What the Sisters of Charity of Saint Vincent de Paul did in response to that emptiness is something history should also record, and with some precision. When secular facilities closed their wards or found themselves without hands to run them, Catholic institutions under the sisters' care stayed open. The sisters deployed nurses across the city's emergency wards and hospitals, working shifts that did not end, in conditions that offered no protection worth the name. Several of them died of influenza contracted from their patients. This much is documented in the history of nursing and confirmed by accounts of the period.

A Founded Order, a Practiced Discipline

The Sisters of Charity trace their charism directly to Saint Vincent de Paul, the seventeenth-century French priest who insisted that love of God without love of the poor was an abstraction. His co-founder, Louise de Marillac, built a congregation specifically shaped around the bedside, the street, the emergency. They were not cloistered women contemplating mercy from a distance. They were trained to go where the need was worst. By 1918, that formation had been running for nearly three centuries.

The sisters who worked Philadelphia's wards that October had, in other words, not improvised their courage. They had prepared for it, probably without knowing it, through years of a particular kind of prayer and a particular kind of work that treated the person in front of them as bearing the image of God. Catholic anthropology names this precisely: the human person is created in that image, wounded by sin, and restored in principle by redemption. When a sister bent over a patient gasping with influenza in some overcrowded ward on Broad Street, she was acting on all three of those convictions at once.

What Charity Actually Requires

The word charity has been flattened by overuse. We use it to mean donations, goodwill gestures, the change you drop into a bucket. Catholic theology means something harder and more specific: willing the genuine good of another person, even when that costs you something you cannot get back. The Gospel of John puts the limit case plainly — no one has greater love than to lay down one's life for another. The sisters in 1918 Philadelphia were not thinking in those terms, most likely. They were thinking about the patient in front of them. That is rather the point.

The Catholic model of the person holds that we are made for self-giving, that something in us is completed rather than destroyed by the act of genuine sacrifice for another — and that this is not a pious sentiment but a structural feature of what human beings are.

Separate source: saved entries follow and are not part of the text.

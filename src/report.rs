// SPDX-FileCopyrightText: 2025 Jason Pena <jasonpena@awkless.com>
// SPDX-License-Identifier: MIT

//! User-facing progress reporting.
//!
//! Managers tell the user what happened through a [`Reporter`] handed to
//! them at construction. Diagnostic logging still goes through `tracing`
//! directly; a reporter is only for messages meant for the person running
//! the tool.

use std::error::Error as StdError;
use tracing::{error, info, warn};

/// Sink for user-facing messages.
pub trait Reporter: Send + Sync {
    /// Something was changed successfully.
    fn success(&self, message: &str);

    /// Something worth knowing, but nothing went wrong.
    fn note(&self, message: &str);

    /// Something went wrong.
    fn failure(&self, message: &str);
}

/// Reporter that forwards messages to `tracing`.
#[derive(Debug, Default, Clone, Copy)]
pub struct TracingReporter;

impl Reporter for TracingReporter {
    fn success(&self, message: &str) {
        info!("{message}");
    }

    fn note(&self, message: &str) {
        warn!("{message}");
    }

    fn failure(&self, message: &str) {
        error!("{message}");
    }
}

/// Reporter that drops every message.
#[derive(Debug, Default, Clone, Copy)]
pub struct QuietReporter;

impl Reporter for QuietReporter {
    fn success(&self, _: &str) {}

    fn note(&self, _: &str) {}

    fn failure(&self, _: &str) {}
}

/// Render error followed by every cause in its source chain.
pub fn error_chain(error: &dyn StdError) -> String {
    let mut message = error.to_string();
    let mut source = error.source();
    while let Some(cause) = source {
        message.push_str(&format!(": {cause}"));
        source = cause.source();
    }

    message
}

/// Reporter that keeps every failure message for later inspection.
#[cfg(test)]
#[derive(Debug, Default)]
pub(crate) struct RecordingReporter {
    failures: std::sync::Mutex<Vec<String>>,
}

#[cfg(test)]
impl RecordingReporter {
    pub(crate) fn failures(&self) -> Vec<String> {
        self.failures
            .lock()
            .unwrap_or_else(|poison| poison.into_inner())
            .clone()
    }
}

#[cfg(test)]
impl Reporter for RecordingReporter {
    fn success(&self, _: &str) {}

    fn note(&self, _: &str) {}

    fn failure(&self, message: &str) {
        self.failures
            .lock()
            .unwrap_or_else(|poison| poison.into_inner())
            .push(message.into());
    }
}

#[cfg(test)]
mod tests {
    use super::*;
    use pretty_assertions::assert_eq;

    #[derive(Debug, thiserror::Error)]
    #[error("outer")]
    struct Outer(#[source] Inner);

    #[derive(Debug, thiserror::Error)]
    #[error("inner")]
    struct Inner;

    #[test]
    fn error_chain_joins_every_cause() {
        assert_eq!(error_chain(&Outer(Inner)), "outer: inner");
        assert_eq!(error_chain(&Inner), "inner");
    }
}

This is where Catholic anthropology becomes important, and not merely as a doctrinal point. The Catholic Christian Meta-Model of the Person holds that we are fallen creatures — capable of the fear and flight that emptied those wards — but also redeemed ones, capable of acts that bend back toward the goodness we were made for. Neither part of that picture is optional. The sisters' choice was genuinely difficult because they were genuinely mortal. It meant something precisely because they knew what they were walking into.

To view their action through a purely secular lens is to reduce it to heroism, which is not wrong but is incomplete. Heroism suggests exceptional individuals doing exceptional things. What the Vincentian charism suggests is something more transferable: that ordinary people, formed in particular habits of love and shaped by a particular vision of the human person, can do what looks extraordinary because they have been, slowly and quietly, made ready for it.

The Cost, Specifically

Some of the sisters died. That fact deserves to sit on the page without softening. They were not abstract martyrs. They were women with names, histories, communities, mothers who received word of their deaths somewhere in the weeks after October 1918. The influenza they contracted came from patients they had chosen to touch, wash, comfort, and pray over. History does not always give us their individual names, and that absence is itself worth mourning.

What remains is the record of the institutions they kept open and the wards they staffed. A city that had watched its medical infrastructure buckle found, in those Catholic hospitals, something that held. Whether the patients in those beds knew they were being cared for by women who had accepted the possibility of their own deaths on their behalf is another question history cannot fully answer.

A ward in Philadelphia. October 1918. A sister moving between beds with a damp cloth, the smell of carbolic acid in the air, the sound of labored breathing on all sides. She is there because she believes the person in front of her is worth dying for. She will not put it that way. She will simply stay.